Monday, November 19, 2012

True Stories of John: Hiding a Birthday Present



I like to make people’s birthdays special. For instance, I have a tradition of forcing my friend, Nat Sylva, onto a scavenger hunt to find his birthday present. This year I didn’t see him until weeks after his birthday. We barely crossed paths before Halloween, and on that day the poor guy had jury duty.

When he got home, though, I had a note on his war chest. On the outside it read, “Your present lies within.”

Inside the note read: “I said it lied. This was going to be a clue about Lies of Locke Lamora, but I can’t find that book. Can you find a book I lent you years ago?”

It was on, and it went a little like this.

He went upstairs, passing the bucket of Halloween candy, and after searching around for a few minutes Nat located my copy of Stephen King’s Cell. I suspect he will never finish it. Inside was a note with at least two references to Heath Ledger’s Joker.

Now a couple years ago, I gave Nat a copy of the special edition of The Dark Knight for his birthday. It has Ledger on the cover, and I hid a clue in there last year. This one was a gimme, but inside lay another note.

“Wrong Batman villain. You don’t want to get warmer with him, but colder. Maybe he’s in his hideout.”

Nat deduced Mr. Freeze and checked his freezer in the other room. Inside was a note that read, “No sir, the OTHER hideout,” which was a superlative reference to Batman Forever, and sent him down two stories into the basement to check his emergency fridge. On an empty shelf in that fridge he found a note saying that all this searching had tired me out and that I was going to bed.

This brought him up two stories, again passing the bucket of Halloween candy, to the guest bedroom where I’d been sleeping the last few nights. After rummaging under my pillows he found another note:

“No time to sleep. We’ve got to get to the bottom of this. Why don’t we try getting to the bottom of John? (Don’t be lewd)”

After worrying that he’d have to extract my socks, he came downstairs and asked to check the sofa I was sitting on. Sure enough, my classic lame move of sitting on a clue persisted. Beneath the cushions was a note: “Been sitting here long enough. Should probably check e-mail for work.”

So he went back into the basement to check his e-mail, where he found a cryptic invitation: “Come back to Silent Hill (even though I hear the movie is awful).”

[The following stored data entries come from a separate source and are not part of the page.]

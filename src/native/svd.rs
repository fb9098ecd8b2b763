//! Singular Value Decomposition (SVD) using the One-Sided Jacobi algorithm

use super::jacobi::{
    JacobiRotation, apply_rotation_to_columns, argsort_desc_by, compute_gram_elements,
    fill_identity,
};
use crate::error::{Error, Result};

const MAX_SWEEPS: usize = 30;

/// Scratch buffers for a fixed `m × n` shape (`m >= n`), allocated once.
#[derive(Debug, Clone)]
pub struct SvdWorkspace {
    m: usize,
    n: usize,
    b: Vec<f64>,
    v: Vec<f64>,
    norms: Vec<f64>,
    order: Vec<usize>,
}

impl SvdWorkspace {
    /// Workspace for `m × n` inputs. Wide matrices are rejected.
    pub fn new(m: usize, n: usize) -> Result<Self> {
        if m < n {
            return Err(Error::invalid_argument(
                "shape",
                format!("one-sided Jacobi SVD needs rows >= cols, got {m}x{n}"),
            ));
        }
        Ok(Self {
            m,
            n,
            b: vec![0.0; m * n],
            v: vec![0.0; n * n],
            norms: vec![0.0; n],
            order: vec![0; n],
        })
    }

    /// `(rows, cols)` accepted by this workspace
    pub fn shape(&self) -> (usize, usize) {
        (self.m, self.n)
    }

    /// Decompose `a` into `U [m × n]`, `S [n]` and `Vᵗ [n × n]`.
    ///
    /// Algorithm:
    /// 1. B = A, V = I
    /// 2. Up to 30 sweeps over column pairs (p, q), p < q:
    ///    - Gram entries a_pp, a_qq, a_pq of B[:,p], B[:,q]
    ///    - if |a_pq| > √m·ε·sqrt(a_pp·a_qq): rotate columns of B and V
    /// 3. Stop after a sweep that applies no rotation
    /// 4. S[j] = ‖B[:,j]‖, U[:,j] = B[:,j] / S[j]
    /// 5. Sort S descending, reorder U and V columns, emit Vᵗ
    pub fn decompose(
        &mut self,
        a: &[f64],
        u_out: &mut [f64],
        s_out: &mut [f64],
        vt_out: &mut [f64],
    ) -> Result<()> {
        let (m, n) = (self.m, self.n);
        debug_assert_eq!(a.len(), m * n);
        debug_assert_eq!(u_out.len(), m * n);
        debug_assert_eq!(s_out.len(), n);
        debug_assert_eq!(vt_out.len(), n * n);

        if a.iter().any(|x| !x.is_finite()) {
            return Err(Error::numerical("SVD", "input contains non-finite values"));
        }

        self.b.copy_from_slice(a);
        fill_identity(&mut self.v, n);
        let tol = (m as f64).sqrt() * f64::EPSILON;

        for _sweep in 0..MAX_SWEEPS {
            let mut rotations = 0usize;

            for p in 0..n {
                for q in (p + 1)..n {
                    let (a_pp, a_qq, a_pq) = compute_gram_elements(&self.b, m, n, p, q);
                    if a_pq.abs() <= tol * (a_pp * a_qq).sqrt() {
                        continue;
                    }

                    let rot = JacobiRotation::compute(a_pp, a_qq, a_pq);
                    apply_rotation_to_columns(&mut self.b, m, n, p, q, &rot);
                    apply_rotation_to_columns(&mut self.v, n, n, p, q, &rot);
                    rotations += 1;
                }
            }

            if rotations == 0 {
                break;
            }
        }

        for j in 0..n {
            self.norms[j] = (0..m)
                .map(|i| self.b[i * n + j] * self.b[i * n + j])
                .sum::<f64>()
                .sqrt();
        }
        argsort_desc_by(&mut self.order, &self.norms, |s| s);

        for (new_idx, &old_idx) in self.order.iter().enumerate() {
            let sigma = self.norms[old_idx];
            s_out[new_idx] = sigma;
            let inv = if sigma > 0.0 { 1.0 / sigma } else { 0.0 };
            for i in 0..m {
                u_out[i * n + new_idx] = self.b[i * n + old_idx] * inv;
            }
            for j in 0..n {
                vt_out[new_idx * n + j] = self.v[j * n + old_idx];
            }
        }

        Ok(())
    }
}
//! Suite configuration from defaults and `MATBENCH_*` environment variables

use crate::benchmark::{DEFAULT_SEED, DEFAULT_TOLERANCE_FACTOR};
use crate::error::{Error, Result};
use crate::library::LibraryRegistry;
use crate::operation::OperationKind;
use crate::reference::EntryDistribution;
use std::env;
use std::str::FromStr;

/// Sweep of `dimensions × libraries × operations` run by
/// [`run_suite`](crate::suite::run_suite).
#[derive(Debug, Clone, PartialEq)]
pub struct SuiteConfig {
    /// Square problem sizes
    pub dimensions: Vec<usize>,
    /// Registry keys of the libraries to compare
    pub libraries: Vec<String>,
    /// Operations to time
    pub operations: Vec<OperationKind>,
    /// Input generation seed
    pub seed: u64,
    /// Distribution of generated entries
    pub distribution: EntryDistribution,
    /// Timed executions per case
    pub iterations: usize,
    /// Verify after every this many executions (and after the last one)
    pub verify_interval: usize,
    /// Multiple of `dim · ε` residuals may reach
    pub tolerance_factor: f64,
}

impl Default for SuiteConfig {
    fn default() -> Self {
        Self {
            dimensions: vec![10, 50, 100],
            libraries: LibraryRegistry::with_defaults()
                .keys()
                .map(String::from)
                .collect(),
            operations: OperationKind::ALL.to_vec(),
            seed: DEFAULT_SEED,
            distribution: EntryDistribution::Uniform,
            iterations: 10,
            verify_interval: 10,
            tolerance_factor: DEFAULT_TOLERANCE_FACTOR,
        }
    }
}

impl SuiteConfig {
    /// Defaults overridden by whichever of these variables are set:
    ///
    /// | variable | example |
    /// |----------|---------|
    /// | `MATBENCH_DIMS` | `10,100,1000` |
    /// | `MATBENCH_LIBS` | `native,nalgebra` |
    /// | `MATBENCH_OPS` | `add,svd,det` |
    /// | `MATBENCH_SEED` | `42` |
    /// | `MATBENCH_DIST` | `normal` |
    /// | `MATBENCH_ITERATIONS` | `20` |
    /// | `MATBENCH_VERIFY_INTERVAL` | `5` |
    /// | `MATBENCH_TOLERANCE` | `100` |
    pub fn from_env() -> Result<Self> {
        Self::from_lookup(|key| env::var(key).ok())
    }

    /// Same as [`from_env`](Self::from_env) with a custom variable source
    pub fn from_lookup(lookup: impl Fn(&str) -> Option<String>) -> Result<Self> {
        let mut cfg = Self::default();

        if let Some(v) = lookup("MATBENCH_DIMS") {
            cfg.dimensions = parse_list("MATBENCH_DIMS", &v)?;
        }
        if let Some(v) = lookup("MATBENCH_LIBS") {
            cfg.libraries = v
                .split(',')
                .map(str::trim)
                .filter(|s| !s.is_empty())
                .map(String::from)
                .collect();
        }
        if let Some(v) = lookup("MATBENCH_OPS") {
            cfg.operations = parse_list("MATBENCH_OPS", &v)?;
        }
        if let Some(v) = lookup("MATBENCH_SEED") {
            cfg.seed = parse_value("MATBENCH_SEED", &v)?;
        }
        if let Some(v) = lookup("MATBENCH_DIST") {
            cfg.distribution = parse_value("MATBENCH_DIST", &v)?;
        }
        if let Some(v) = lookup("MATBENCH_ITERATIONS") {
            cfg.iterations = parse_value("MATBENCH_ITERATIONS", &v)?;
        }
        if let Some(v) = lookup("MATBENCH_VERIFY_INTERVAL") {
            cfg.verify_interval = parse_value("MATBENCH_VERIFY_INTERVAL", &v)?;
        }
        if let Some(v) = lookup("MATBENCH_TOLERANCE") {
            cfg.tolerance_factor = parse_value("MATBENCH_TOLERANCE", &v)?;
        }

        Ok(cfg)
    }

    /// Reject configurations that cannot run
    pub fn validate(&self) -> Result<()> {
        if self.dimensions.is_empty() {
            return Err(Error::Config("dimensions must not be empty".into()));
        }
        if self.dimensions.contains(&0) {
            return Err(Error::Config("dimensions must be >= 1".into()));
        }
        if self.libraries.is_empty() {
            return Err(Error::Config("libraries must not be empty".into()));
        }
        if self.operations.is_empty() {
            return Err(Error::Config("operations must not be empty".into()));
        }
        if self.iterations == 0 {
            return Err(Error::Config("iterations must be >= 1".into()));
        }
        if self.verify_interval == 0 {
            return Err(Error::Config("verify_interval must be >= 1".into()));
        }
        if !(self.tolerance_factor.is_finite() && self.tolerance_factor > 0.0) {
            return Err(Error::Config(format!(
                "tolerance_factor must be finite and positive, got {}",
                self.tolerance_factor
            )));
        }
        Ok(())
    }
}

fn parse_value<T: FromStr>(key: &str, value: &str) -> Result<T> {
    value
        .trim()
        .parse()
        .map_err(|_| Error::Config(format!("invalid value for {key}: '{value}'")))
}

fn parse_list<T: FromStr>(key: &str, value: &str) -> Result<Vec<T>> {
    value
        .split(',')
        .map(str::trim)
        .filter(|s| !s.is_empty())
        .map(|item| parse_value(key, item))
        .collect()
}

Nat had actually intercepted this e-mail earlier, but mistook it to mean to check my copy of Silent Hill 1. But the movie is based on Silent Hill 3, and has the same tagline of “Come back to Silent Hill.” I’d been trying to get him to play with me for days. Now he checked that case, and sure enough, he found his next note. I feel he was a very good sport as he read, “It’s all safe at home now. You can go to bed safely.”

And so he passed the bucket of Halloween candy by the stairs for the third time, up to the top floor and into his room. He checked his pillows, where he’d found his penultimate clue, “Maybe it’s in his tiger trap.”

Now Nat owns the enormous three-volume Complete Calvin & Hobbes. If you’ve read the early ones, you know the first strip was about Calvin checking his tiger trap and finding the stuffed tiger. Nat came downstairs one more time and went straight for that volume, while complimenting my ability to lift that thing off the shelf. Sure enough, on that page, was a note:

“Happy Halloween! A bucket of tricks and treats for everyone.”

He went over to the room near the stairs and checked the candy bucket. Beneath was his wrapped birthday present, the edges of the wrapping paper sticking out the sides.

Now the present was something that only has sentimental value – scissors he can snap apart into two knives and pretend he’s an assassin – but it’s the chase that’s meaningful. I can tell it’s meaningful because he didn’t use the present to murder me.

5 comments:

  1. Haha!!!! Bravo! How joyous to have a friend who would go to so much trouble for your birthday! Hugs to you, John! That story made me smile!

    ReplyDelete
  2. Oh that sounds like so much fun ;)

    ReplyDelete
  3. Loved that closing line!

    That sounds like a potload of fun. Maybe I'll try that with Mason, once he learns to read. Which, at the rate he's going, could well be by his fourth birthday. ;-)

    ReplyDelete
  4. Haha good fun for everyone. I hope he liked his present!

    ReplyDelete
  5. Very cool. And as you say it's the chase (and the obvious thought you'd put into it) that counts.